## EXERCISE PROMPT
From the entries, filter out every line that lacks "selected" and copy the rest.

## SOURCE DATA
▼

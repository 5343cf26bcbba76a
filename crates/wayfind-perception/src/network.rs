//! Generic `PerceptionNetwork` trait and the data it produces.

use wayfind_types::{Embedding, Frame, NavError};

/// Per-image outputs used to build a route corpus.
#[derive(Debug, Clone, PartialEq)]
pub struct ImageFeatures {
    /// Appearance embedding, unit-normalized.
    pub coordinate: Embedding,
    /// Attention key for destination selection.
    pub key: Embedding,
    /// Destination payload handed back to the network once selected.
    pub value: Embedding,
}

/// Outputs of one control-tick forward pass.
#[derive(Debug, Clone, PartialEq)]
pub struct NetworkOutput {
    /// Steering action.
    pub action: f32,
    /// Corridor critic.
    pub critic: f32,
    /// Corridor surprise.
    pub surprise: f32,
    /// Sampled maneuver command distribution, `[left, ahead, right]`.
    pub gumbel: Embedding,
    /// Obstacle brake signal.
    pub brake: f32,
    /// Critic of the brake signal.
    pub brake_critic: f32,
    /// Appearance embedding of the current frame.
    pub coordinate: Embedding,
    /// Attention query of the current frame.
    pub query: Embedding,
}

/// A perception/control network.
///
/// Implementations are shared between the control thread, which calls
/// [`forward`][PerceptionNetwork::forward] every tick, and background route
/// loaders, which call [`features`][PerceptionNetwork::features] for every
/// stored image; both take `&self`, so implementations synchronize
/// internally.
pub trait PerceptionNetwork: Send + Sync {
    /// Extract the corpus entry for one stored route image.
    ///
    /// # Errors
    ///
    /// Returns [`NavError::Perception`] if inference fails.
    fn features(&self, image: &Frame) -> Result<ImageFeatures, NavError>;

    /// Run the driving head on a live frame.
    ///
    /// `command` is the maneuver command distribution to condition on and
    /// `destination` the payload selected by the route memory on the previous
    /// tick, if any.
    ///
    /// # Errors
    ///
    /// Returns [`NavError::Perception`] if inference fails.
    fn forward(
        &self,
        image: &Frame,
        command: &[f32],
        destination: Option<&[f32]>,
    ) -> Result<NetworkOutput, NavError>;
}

▲
▼

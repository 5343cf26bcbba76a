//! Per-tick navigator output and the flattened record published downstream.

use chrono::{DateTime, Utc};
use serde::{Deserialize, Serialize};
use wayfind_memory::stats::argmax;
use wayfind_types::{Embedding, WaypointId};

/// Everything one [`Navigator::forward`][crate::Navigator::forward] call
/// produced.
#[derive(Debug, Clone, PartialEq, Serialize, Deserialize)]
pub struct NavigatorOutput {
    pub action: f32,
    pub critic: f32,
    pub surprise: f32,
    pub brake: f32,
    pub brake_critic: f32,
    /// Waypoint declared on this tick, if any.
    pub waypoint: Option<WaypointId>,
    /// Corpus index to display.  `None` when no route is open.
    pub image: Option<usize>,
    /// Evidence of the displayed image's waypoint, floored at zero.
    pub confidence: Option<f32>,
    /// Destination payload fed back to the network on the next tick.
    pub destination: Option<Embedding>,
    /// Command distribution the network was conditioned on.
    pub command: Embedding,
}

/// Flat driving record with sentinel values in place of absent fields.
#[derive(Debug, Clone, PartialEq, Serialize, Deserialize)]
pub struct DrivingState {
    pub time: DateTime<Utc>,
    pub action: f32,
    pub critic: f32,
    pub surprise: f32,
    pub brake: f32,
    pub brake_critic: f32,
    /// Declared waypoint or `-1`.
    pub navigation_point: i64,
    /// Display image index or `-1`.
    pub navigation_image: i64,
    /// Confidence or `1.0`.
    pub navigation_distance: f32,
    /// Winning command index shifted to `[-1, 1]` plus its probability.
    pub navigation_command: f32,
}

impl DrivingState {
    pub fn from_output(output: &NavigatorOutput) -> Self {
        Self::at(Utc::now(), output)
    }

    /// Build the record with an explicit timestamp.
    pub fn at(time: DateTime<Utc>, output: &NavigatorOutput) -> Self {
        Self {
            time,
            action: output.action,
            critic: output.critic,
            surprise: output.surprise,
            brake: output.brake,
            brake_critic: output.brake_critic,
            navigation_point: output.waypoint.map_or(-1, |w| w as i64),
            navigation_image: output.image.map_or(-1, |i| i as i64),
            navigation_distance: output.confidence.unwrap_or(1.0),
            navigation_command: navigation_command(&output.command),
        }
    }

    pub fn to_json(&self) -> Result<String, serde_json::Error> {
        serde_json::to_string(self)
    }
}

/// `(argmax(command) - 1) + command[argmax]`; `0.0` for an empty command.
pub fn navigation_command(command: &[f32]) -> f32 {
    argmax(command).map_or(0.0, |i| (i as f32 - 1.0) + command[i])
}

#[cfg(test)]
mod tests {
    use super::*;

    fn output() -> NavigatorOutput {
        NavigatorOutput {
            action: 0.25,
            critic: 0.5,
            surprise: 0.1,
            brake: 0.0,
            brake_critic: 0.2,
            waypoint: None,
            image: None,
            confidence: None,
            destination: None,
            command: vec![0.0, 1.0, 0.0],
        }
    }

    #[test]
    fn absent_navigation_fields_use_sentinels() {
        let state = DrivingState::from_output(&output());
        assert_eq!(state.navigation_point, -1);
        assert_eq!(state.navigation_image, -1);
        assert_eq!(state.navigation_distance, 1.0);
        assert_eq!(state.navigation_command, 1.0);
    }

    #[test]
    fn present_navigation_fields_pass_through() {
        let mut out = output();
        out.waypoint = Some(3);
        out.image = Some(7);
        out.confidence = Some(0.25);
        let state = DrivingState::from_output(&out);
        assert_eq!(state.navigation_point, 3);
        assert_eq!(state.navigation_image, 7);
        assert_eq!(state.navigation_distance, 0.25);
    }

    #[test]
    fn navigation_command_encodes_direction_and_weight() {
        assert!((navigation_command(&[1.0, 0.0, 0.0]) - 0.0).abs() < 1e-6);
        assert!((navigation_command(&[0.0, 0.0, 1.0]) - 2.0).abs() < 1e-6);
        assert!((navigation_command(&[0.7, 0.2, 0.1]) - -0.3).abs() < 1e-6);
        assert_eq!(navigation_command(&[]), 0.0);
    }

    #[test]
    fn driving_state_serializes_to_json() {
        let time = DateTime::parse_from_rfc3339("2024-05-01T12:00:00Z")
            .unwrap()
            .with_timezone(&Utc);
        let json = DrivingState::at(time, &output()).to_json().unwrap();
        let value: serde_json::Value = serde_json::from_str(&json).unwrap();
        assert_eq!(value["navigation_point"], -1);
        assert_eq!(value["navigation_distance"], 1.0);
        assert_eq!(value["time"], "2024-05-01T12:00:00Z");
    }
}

▲

## OUTPUT OF THE TASK
    /// Destination payload handed back to the network once selected.
    /// `destination` the payload selected by the route memory on the previous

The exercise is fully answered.